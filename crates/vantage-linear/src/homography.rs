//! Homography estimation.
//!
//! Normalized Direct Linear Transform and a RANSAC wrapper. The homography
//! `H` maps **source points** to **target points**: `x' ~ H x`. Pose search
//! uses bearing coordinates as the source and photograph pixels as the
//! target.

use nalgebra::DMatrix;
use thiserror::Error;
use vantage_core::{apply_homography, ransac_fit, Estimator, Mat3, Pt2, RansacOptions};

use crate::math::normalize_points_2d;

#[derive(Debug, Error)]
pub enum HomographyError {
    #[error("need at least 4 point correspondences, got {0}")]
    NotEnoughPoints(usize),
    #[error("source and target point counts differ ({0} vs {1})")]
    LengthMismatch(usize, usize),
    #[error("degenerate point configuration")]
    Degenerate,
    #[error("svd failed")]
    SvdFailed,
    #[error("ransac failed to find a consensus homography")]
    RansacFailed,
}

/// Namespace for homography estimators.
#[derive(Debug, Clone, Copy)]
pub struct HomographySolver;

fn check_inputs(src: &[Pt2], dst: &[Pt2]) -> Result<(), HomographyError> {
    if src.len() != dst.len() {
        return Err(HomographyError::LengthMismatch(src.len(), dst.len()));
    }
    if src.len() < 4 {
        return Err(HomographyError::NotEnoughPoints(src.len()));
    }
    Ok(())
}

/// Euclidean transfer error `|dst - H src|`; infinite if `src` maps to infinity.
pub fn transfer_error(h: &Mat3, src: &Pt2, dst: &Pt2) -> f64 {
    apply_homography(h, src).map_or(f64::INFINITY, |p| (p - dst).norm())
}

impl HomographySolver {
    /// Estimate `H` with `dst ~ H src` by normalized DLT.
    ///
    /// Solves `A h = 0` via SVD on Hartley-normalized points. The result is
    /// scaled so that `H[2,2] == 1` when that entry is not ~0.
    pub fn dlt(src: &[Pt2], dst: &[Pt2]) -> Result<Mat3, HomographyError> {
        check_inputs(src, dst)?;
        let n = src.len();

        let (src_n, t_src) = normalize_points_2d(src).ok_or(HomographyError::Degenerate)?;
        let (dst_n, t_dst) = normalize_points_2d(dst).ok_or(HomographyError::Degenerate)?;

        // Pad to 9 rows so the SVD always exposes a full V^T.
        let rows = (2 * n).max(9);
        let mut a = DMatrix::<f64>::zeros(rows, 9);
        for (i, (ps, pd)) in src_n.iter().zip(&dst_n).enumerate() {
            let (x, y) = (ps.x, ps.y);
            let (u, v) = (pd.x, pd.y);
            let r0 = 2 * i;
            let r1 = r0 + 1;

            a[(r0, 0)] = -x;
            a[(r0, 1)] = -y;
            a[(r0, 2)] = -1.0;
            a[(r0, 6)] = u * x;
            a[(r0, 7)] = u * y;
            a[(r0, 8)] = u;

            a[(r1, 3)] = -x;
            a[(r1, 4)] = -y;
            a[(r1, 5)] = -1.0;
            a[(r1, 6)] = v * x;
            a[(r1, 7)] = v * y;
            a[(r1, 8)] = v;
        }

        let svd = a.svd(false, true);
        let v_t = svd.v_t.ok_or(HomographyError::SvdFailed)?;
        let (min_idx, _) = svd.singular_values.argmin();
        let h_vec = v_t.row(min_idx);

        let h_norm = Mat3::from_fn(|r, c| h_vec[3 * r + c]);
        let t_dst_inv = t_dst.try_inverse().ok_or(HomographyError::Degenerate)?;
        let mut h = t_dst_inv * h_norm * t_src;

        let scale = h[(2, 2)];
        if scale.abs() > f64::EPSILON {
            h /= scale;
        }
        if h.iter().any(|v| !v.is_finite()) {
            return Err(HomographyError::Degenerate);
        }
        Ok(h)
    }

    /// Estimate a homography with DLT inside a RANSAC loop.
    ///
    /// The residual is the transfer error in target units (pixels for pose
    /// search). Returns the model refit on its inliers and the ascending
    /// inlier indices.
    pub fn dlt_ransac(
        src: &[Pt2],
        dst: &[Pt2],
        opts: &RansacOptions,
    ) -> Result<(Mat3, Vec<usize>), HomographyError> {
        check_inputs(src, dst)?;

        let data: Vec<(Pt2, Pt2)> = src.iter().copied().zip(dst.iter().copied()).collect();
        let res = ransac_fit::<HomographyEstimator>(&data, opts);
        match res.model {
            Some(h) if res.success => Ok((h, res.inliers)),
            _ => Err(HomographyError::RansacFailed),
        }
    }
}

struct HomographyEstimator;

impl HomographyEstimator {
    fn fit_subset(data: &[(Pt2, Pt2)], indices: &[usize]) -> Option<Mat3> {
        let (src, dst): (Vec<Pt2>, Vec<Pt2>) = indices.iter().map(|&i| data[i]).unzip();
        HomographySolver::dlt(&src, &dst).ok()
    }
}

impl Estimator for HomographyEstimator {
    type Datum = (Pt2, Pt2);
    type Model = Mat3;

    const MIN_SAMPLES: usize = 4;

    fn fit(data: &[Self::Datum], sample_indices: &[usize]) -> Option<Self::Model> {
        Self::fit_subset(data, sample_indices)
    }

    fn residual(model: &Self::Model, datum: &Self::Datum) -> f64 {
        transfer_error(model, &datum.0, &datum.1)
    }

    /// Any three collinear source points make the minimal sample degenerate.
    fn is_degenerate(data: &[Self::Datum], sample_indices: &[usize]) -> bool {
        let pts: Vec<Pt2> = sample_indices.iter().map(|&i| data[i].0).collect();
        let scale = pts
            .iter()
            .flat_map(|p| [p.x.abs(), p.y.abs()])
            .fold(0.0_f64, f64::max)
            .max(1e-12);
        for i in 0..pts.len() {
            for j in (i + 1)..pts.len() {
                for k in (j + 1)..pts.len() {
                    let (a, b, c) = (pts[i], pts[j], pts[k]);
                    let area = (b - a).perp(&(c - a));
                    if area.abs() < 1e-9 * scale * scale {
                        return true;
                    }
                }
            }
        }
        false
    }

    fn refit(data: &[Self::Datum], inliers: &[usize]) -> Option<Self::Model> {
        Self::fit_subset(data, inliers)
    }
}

☆ ☆ ☆ ☆ ☆

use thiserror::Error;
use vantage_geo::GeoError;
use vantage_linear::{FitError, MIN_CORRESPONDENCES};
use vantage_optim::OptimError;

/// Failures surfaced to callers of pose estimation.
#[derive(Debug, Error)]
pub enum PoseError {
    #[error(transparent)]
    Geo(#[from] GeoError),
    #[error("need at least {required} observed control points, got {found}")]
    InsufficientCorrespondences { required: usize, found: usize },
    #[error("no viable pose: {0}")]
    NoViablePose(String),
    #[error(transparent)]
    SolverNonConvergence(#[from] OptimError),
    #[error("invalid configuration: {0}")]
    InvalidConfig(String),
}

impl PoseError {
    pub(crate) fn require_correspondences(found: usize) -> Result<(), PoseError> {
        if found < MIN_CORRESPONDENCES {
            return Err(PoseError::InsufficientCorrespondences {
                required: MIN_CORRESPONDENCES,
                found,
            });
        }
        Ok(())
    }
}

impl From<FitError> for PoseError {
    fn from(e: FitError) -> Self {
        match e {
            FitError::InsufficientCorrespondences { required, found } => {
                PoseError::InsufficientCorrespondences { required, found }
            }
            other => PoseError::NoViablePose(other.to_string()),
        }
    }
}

☆ ☆ ☆ ☆ ☆

- [TASK PROMPT]:
Which of the lines above mention the word "FitError"? Pull those lines out.

- [FINISHED TASK]:
use vantage_linear::{FitError, MIN_CORRESPONDENCES};
impl From<FitError> for PoseError {
    fn from(e: FitError) -> Self {
            FitError::InsufficientCorrespondences { required, found } => {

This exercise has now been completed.